Cooperstein produced numerous letters from Dr. Benjamin H. Eidelman, a professor of neurology at the University of Pittsburgh, that date back to June 26, 1995.

The first letter was to confirm that Cooperstein has multiple sclerosis. Others were to explain why the officer had missed days of work. All were presented to supervisors, Cooperstein said.

"It is obvious from the documentation that individuals in the Pittsburgh police administration are providing misleading information to the media," Cooperstein said.

Cooperstein also pulled from his notebook a memo from Barone, which is dated March 12, 1998.

"Be advised that all confidential medical records that pertain to your ongoing illness are placed in a confidential medical personnel file in the Chief's office," the memo states.

Cooperstein said he doesn't go on duty unless he is "100 percent." Because of that, he missed 23 days of work last year - 9 more sick days than he was entitled to.

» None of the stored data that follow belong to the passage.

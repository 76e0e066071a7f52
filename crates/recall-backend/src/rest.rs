// SPDX-FileCopyrightText: 2026 Recall Contributors
// SPDX-License-Identifier: MIT OR Apache-2.0

//! REST implementation of [`MemoryBackend`].

use async_trait::async_trait;
use chrono::Utc;
use recall_config::model::{MemoryConfig, RecallConfig};
use recall_core::{
    AddOptions, AddResponse, BackendKind, ListOptions, ListResponse, MemoryBackend, MemoryItem,
    ProfileResult, RecallError, ScopeContext, SearchOptions, SearchResponse, Sector,
};
use serde_json::{json, Map, Value};
use tracing::debug;

use crate::http::RestTransport;
use crate::normalize::{apply_threshold, items, rest_memory};
use crate::profile::{fetch_limit, partition_by_age, DEFAULT_PROFILE_QUERY};
use crate::scope::scope_tag;

/// Search size when the caller gives no limit.
const DEFAULT_SEARCH_LIMIT: usize = 10;

/// Listing size when the caller gives no limit.
const DEFAULT_LIST_LIMIT: usize = 20;

/// Memory backend reached over HTTP.
///
/// Profiles are partitioned by memory age.
#[derive(Debug, Clone)]
pub struct RestAdapter {
    transport: RestTransport,
    tag_prefix: String,
    similarity_threshold: f64,
    default_sector: Sector,
    max_profile_items: usize,
}

impl RestAdapter {
    pub fn new(transport: RestTransport, memory: &MemoryConfig) -> Self {
        Self {
            transport,
            tag_prefix: memory.container_tag_prefix.clone(),
            similarity_threshold: memory.similarity_threshold,
            default_sector: Sector::from_backend(Some(&memory.default_sector)),
            max_profile_items: memory.max_profile_items,
        }
    }

    pub fn from_config(config: &RecallConfig) -> Result<Self, RecallError> {
        let transport = RestTransport::from_config(&config.backend)?;
        Ok(Self::new(transport, &config.memory))
    }

    pub fn transport(&self) -> &RestTransport {
        &self.transport
    }

    fn tag(&self, scope: &ScopeContext) -> String {
        scope_tag(&self.tag_prefix, scope)
    }

    /// Search without the similarity threshold.
    async fn query(
        &self,
        query: &str,
        scope: &ScopeContext,
        options: &SearchOptions,
    ) -> Result<Vec<MemoryItem>, RecallError> {
        let mut filters = Map::new();
        filters.insert("user_id".into(), json!(self.tag(scope)));
        if let Some(min) = options.min_salience {
            filters.insert("min_salience".into(), json!(min));
        }
        if let Some(sector) = options.sector {
            filters.insert("sector".into(), json!(sector));
        }

        let body = json!({
            "query": query,
            "k": options.limit.unwrap_or(DEFAULT_SEARCH_LIMIT),
            "filters": filters,
        });
        let payload = self.transport.post(&["memory", "query"], &body).await?;
        Ok(items(&payload, &["matches", "results", "memories"])
            .iter()
            .map(rest_memory)
            .collect())
    }
}

#[async_trait]
impl MemoryBackend for RestAdapter {
    fn kind(&self) -> BackendKind {
        BackendKind::Rest
    }

    async fn search_memories(
        &self,
        query: &str,
        scope: &ScopeContext,
        options: &SearchOptions,
    ) -> Result<SearchResponse, RecallError> {
        let raw = self.query(query, scope, options).await?;
        let fetched = raw.len();
        let results = apply_threshold(raw, self.similarity_threshold);
        debug!(
            scope = %scope.kind(),
            fetched,
            kept = results.len(),
            "rest search complete"
        );
        Ok(SearchResponse {
            total: results.len(),
            results,
        })
    }

    async fn add_memory(
        &self,
        content: &str,
        scope: &ScopeContext,
        options: &AddOptions,
    ) -> Result<AddResponse, RecallError> {
        let mut metadata = match &options.metadata {
            Some(Value::Object(map)) => map.clone(),
            Some(other) => {
                let mut map = Map::new();
                map.insert("data".into(), other.clone());
                map
            }
            None => Map::new(),
        };
        if let Some(memory_type) = &options.memory_type {
            metadata.insert("type".into(), json!(memory_type));
        }
        if let Some(project) = &scope.project_id {
            metadata.insert("project_id".into(), json!(project));
        }

        let body = json!({
            "content": content,
            "tags": options.tags,
            "metadata": metadata,
            "user_id": self.tag(scope),
        });
        let payload = self.transport.post(&["memory", "add"], &body).await?;

        let id = payload
            .get("id")
            .and_then(|v| v.as_str().map(String::from).or_else(|| v.as_i64().map(|n| n.to_string())));
        let sector = payload
            .get("primary_sector")
            .or_else(|| payload.get("sector"))
            .and_then(Value::as_str)
            .map(|s| Sector::from_backend(Some(s)))
            .unwrap_or(self.default_sector);

        Ok(AddResponse {
            id,
            sector: Some(sector),
        })
    }

    async fn list_memories(
        &self,
        scope: &ScopeContext,
        options: &ListOptions,
    ) -> Result<ListResponse, RecallError> {
        let mut query = vec![
            ("user_id", self.tag(scope)),
            ("l", options.limit.unwrap_or(DEFAULT_LIST_LIMIT).to_string()),
            ("u", options.offset.unwrap_or(0).to_string()),
        ];
        if let Some(sector) = options.sector {
            query.push(("sector", sector.to_string()));
        }

        let payload = self.transport.get(&["memory", "all"], &query).await?;
        let memories: Vec<MemoryItem> = items(&payload, &["items", "memories"])
            .iter()
            .map(rest_memory)
            .collect();
        let total = payload
            .get("total")
            .and_then(Value::as_u64)
            .map(|n| n as usize)
            .or(Some(memories.len()));

        Ok(ListResponse { memories, total })
    }

    async fn delete_memory(&self, id: &str, scope: &ScopeContext) -> Result<(), RecallError> {
        self.transport
            .delete(&["memory", id], &[("user_id", self.tag(scope))])
            .await?;
        Ok(())
    }

    async fn reinforce_memory(&self, id: &str, boost: f64) -> Result<(), RecallError> {
        self.transport
            .post(&["memory", "reinforce"], &json!({ "id": id, "boost": boost }))
            .await?;
        Ok(())
    }

    async fn get_memory(
        &self,
        id: &str,
        scope: &ScopeContext,
    ) -> Result<Option<MemoryItem>, RecallError> {
        let payload = self
            .transport
            .get_optional(&["memory", id], &[("user_id", self.tag(scope))])
            .await?;
        Ok(payload
            .filter(|v| !v.is_null())
            .map(|v| rest_memory(v.get("memory").unwrap_or(&v))))
    }

    async fn get_profile(
        &self,
        scope: &ScopeContext,
        query: Option<&str>,
    ) -> Result<ProfileResult, RecallError> {
        let options = SearchOptions {
            limit: Some(fetch_limit(self.max_profile_items)),
            ..Default::default()
        };
        let results = self
            .query(
                query.unwrap_or(DEFAULT_PROFILE_QUERY),
                &scope.to_user_scope(),
                &options,
            )
            .await?;
        Ok(partition_by_age(&results, Utc::now(), self.max_profile_items))
    }
}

On the other days when he did work, Cooperstein said he did an exemplary job. In April, Cooperstein said, he made efforts to save a 21-year-old woman in the Hill District while simultaneously apprehending the woman who stabbed her.

Cooperstein said he also was able to save a man who tried last year to jump off the 10th Street Bridge.

Because he has been labeled a sick-time abuser, Cooperstein said, he received no commendations for his life-saving efforts. He also is not permitted to work off-duty police details or go through additional training to enhance his career.

He has filed a lawsuit in U.S. District Court charging that the city has failed to accommodate his disability.